Bert H. O’Neil, MD: Tells us several things. As you all know, the study overall was a negative one in terms of equivalence of bevacizumab and cetuximab in addition to chemotherapy. With analysis of sidedness, we learned a few things, one that we already knew, which is that patients with left-sided tumors had longer survival than those with origin on the right side. But perhaps more surprisingly, we found that patients with right-sided tumors who were RAS wild-type appeared not to do very well with EGFR antibody. Whereas on the left side, it appeared that patients did better with an EGFR antibody than they did if they started out with bevacizumab. And this is interesting because essentially, all patients in this study eventually crossed over to the other therapy type.
John L. Marshall, MD: So, Gabby, if I’ve got a right-sided RAS wild-type, BRAF wild-type patient, should I not give EGFR therapy in the first-line setting?

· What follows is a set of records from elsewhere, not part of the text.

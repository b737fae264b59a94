/*
 * Copyright (c) 2023.
 *
 * This software is free software;
 *
 * You can redistribute it or modify it under terms of the MIT, Apache License or Zlib license
 */

//! Decoder options
//!
//! The options are a builder, each setter consumes and returns
//! the options so they can be chained.
//!
//! ```
//! use dip_core::options::DecoderOptions;
//!
//! let options = DecoderOptions::default()
//!     .set_max_width(2048)
//!     .set_strict_mode(true);
//! assert_eq!(options.max_width(), 2048);
//! ```

/// Default maximum width and height the decoder accepts
const DEFAULT_MAX_DIMENSIONS: usize = 1 << 14;

/// Options influencing how bitmaps are decoded
#[derive(Debug, Copy, Clone, Eq, PartialEq)]
#[cfg_attr(feature = "serde", derive(serde::Serialize, serde::Deserialize))]
pub struct DecoderOptions {
    /// Maximum width for which the decoder will
    /// not try to decode images larger than
    /// the specified width.
    max_width:   usize,
    /// Maximum height for which the decoder will
    /// not try to decode images larger than the specified height
    max_height:  usize,
    /// Treat recoverable oddities in the headers as errors
    strict_mode: bool
}

impl Default for DecoderOptions {
    fn default() -> Self {
        DecoderOptions {
            max_width:   DEFAULT_MAX_DIMENSIONS,
            max_height:  DEFAULT_MAX_DIMENSIONS,
            strict_mode: false
        }
    }
}

impl DecoderOptions {
    /// Options that refuse anything questionable
    pub fn new_safe() -> DecoderOptions {
        DecoderOptions::default().set_strict_mode(true)
    }

    /// Options used by the command line front-end.
    ///
    /// Dimension limits are lifted, the user asked for the file explicitly.
    pub fn new_cmd() -> DecoderOptions {
        DecoderOptions::default()
            .set_max_width(usize::MAX)
            .set_max_height(usize::MAX)
    }

    /// Get maximum width configured for which the decoder
    /// should not try to decode images greater than this width
    pub const fn max_width(&self) -> usize {
        self.max_width
    }

    /// Get maximum height configured for which the decoder should
    /// not try to decode images greater than this height
    pub const fn max_height(&self) -> usize {
        self.max_height
    }

    /// Return true whether the decoder should be in strict mode
    /// And reject most errors
    pub const fn strict_mode(&self) -> bool {
        self.strict_mode
    }

    /// Set maximum width for which the decoder should not try
    /// decoding images greater than that width
    pub fn set_max_width(mut self, width: usize) -> Self {
        self.max_width = width;
        self
    }

    /// Set maximum height for which the decoder should not try
    /// decoding images greater than that height
    pub fn set_max_height(mut self, height: usize) -> Self {
        self.max_height = height;
        self
    }

    /// Set whether the decoder should be in strict mode
    ///
    /// In strict mode a pixel data offset that disagrees with the
    /// packed header layout is an error instead of a warning
    pub fn set_strict_mode(mut self, yes: bool) -> Self {
        self.strict_mode = yes;
        self
    }
}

Gabriela Chiorean, MD: Correct. I would not use an EGFR-targeted therapy in the first-line setting if you are a right-sided KRAS wild type, BRAF wild type. I would use a FOLFOX or FOLFIRI plus bevacizumab.

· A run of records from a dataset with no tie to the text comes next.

/*
 * Copyright (c) 2023.
 *
 * This software is free software;
 *
 * You can redistribute it or modify it under terms of the MIT, Apache License or Zlib license
 */
//! 2D discrete Fourier transforms as row then column passes of planned 1D FFTs
use std::sync::Arc;

use ndarray::{Array2, ArrayView2};
use rustfft::num_complex::Complex;
use rustfft::{Fft, FftPlanner};

/// Forward and inverse plans for one matrix size
pub struct FftPlans {
    rows:        usize,
    cols:        usize,
    row_forward: Arc<dyn Fft<f64>>,
    col_forward: Arc<dyn Fft<f64>>,
    row_inverse: Arc<dyn Fft<f64>>,
    col_inverse: Arc<dyn Fft<f64>>
}

impl FftPlans {
    /// Plan transforms for `rows x cols` matrices
    pub fn new(rows: usize, cols: usize) -> FftPlans {
        let mut planner = FftPlanner::new();

        FftPlans {
            rows,
            cols,
            row_forward: planner.plan_fft_forward(cols),
            col_forward: planner.plan_fft_forward(rows),
            row_inverse: planner.plan_fft_inverse(cols),
            col_inverse: planner.plan_fft_inverse(rows)
        }
    }

    pub const fn dimensions(&self) -> (usize, usize) {
        (self.rows, self.cols)
    }
}

/// Forward 2D DFT of a real matrix, unscaled
///
/// # Panics
/// If the plans were made for another size
pub fn fft2d(input: ArrayView2<f64>, plans: &FftPlans) -> Array2<Complex<f64>> {
    assert_eq!(input.dim(), plans.dimensions(), "FFT plan size mismatch");

    let mut output = input.mapv(|v| Complex::new(v, 0.0));
    transform(&mut output, &plans.row_forward, &plans.col_forward);
    output
}

/// Inverse 2D DFT, unscaled
///
/// # Panics
/// If the plans were made for another size
pub fn ifft2d(input: &Array2<Complex<f64>>, plans: &FftPlans) -> Array2<Complex<f64>> {
    assert_eq!(input.dim(), plans.dimensions(), "FFT plan size mismatch");

    let mut output = input.clone();
    transform(&mut output, &plans.row_inverse, &plans.col_inverse);
    output
}

fn transform(
    data: &mut Array2<Complex<f64>>, row_plan: &Arc<dyn Fft<f64>>, col_plan: &Arc<dyn Fft<f64>>
) {
    let (rows, cols) = data.dim();

    if rows == 0 || cols == 0 {
        return;
    }
    // 1. Transform rows
    let mut row_vec = vec![Complex::new(0.0, 0.0); cols];

    for mut row in data.rows_mut() {
        for (dst, src) in row_vec.iter_mut().zip(row.iter()) {
            *dst = *src;
        }
        row_plan.process(&mut row_vec);
        for (dst, src) in row.iter_mut().zip(&row_vec) {
            *dst = *src;
        }
    }

    // 2. Transform columns
    let mut col_vec = vec![Complex::new(0.0, 0.0); rows];

    for mut col in data.columns_mut() {
        for (dst, src) in col_vec.iter_mut().zip(col.iter()) {
            *dst = *src;
        }
        col_plan.process(&mut col_vec);
        for (dst, src) in col.iter_mut().zip(&col_vec) {
            *dst = *src;
        }
    }
}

John L. Marshall, MD: Marwan, on the other side of things, if I’ve got a left-sided RAS wild-type, BRAF wild-type patient, should I be giving EGFR-targeted therapy to that patient?
Marwan Fakih, MD: I think it should be a strong consideration based on the difference in overall survival that we see both on FIRE-3 in those patients as well as on 80405. Because even on 80405, the difference in OS was statistically significant for the RAS wild-type left colon patients who received cetuximab versus bevacizumab. And I think that trend is also supported by the CRYSTAL trial and the PRIME trial, where you see a significant advantage in that patient population, whether it’s response rate or overall survival. So in our practice, we certainly consider anti-EGFR therapy for those patients in the frontline setting.
John L. Marshall, MD: So, Wells, we went from all patients getting EGFR therapy to then the RAS, which I guess cuts it down to about 40%. BRAF knocks maybe another 10% off that. Sidedness, I’m down to about 20% or 30% of patients who are even candidates for EGFR therapy in the frontline setting. What do you do with all the others? Is bevacizumab appropriate for all the others?
Wells A. Messersmith, MD, FACP: Yes. I would say, first of all, I think in 80405, there’s a fairly strong trend I’m not sure quite reached statistical significance, and the difference was somewhat marginal. Actually, we save the EGFR, because of rash and other considerations, for second-line therapy. Although I agree there are other studies and other indications that it might be. But I’m still comfortable with bevacizumab in the first-line setting even for that subset. But you’re right: it starts to get chopped down fairly quickly to a small patient population. And I think talking through with the patients, I’m amazed at how different patients value or devalue rash, just as some patients value or devalue hair loss. It really depends on a lot of these personal issues.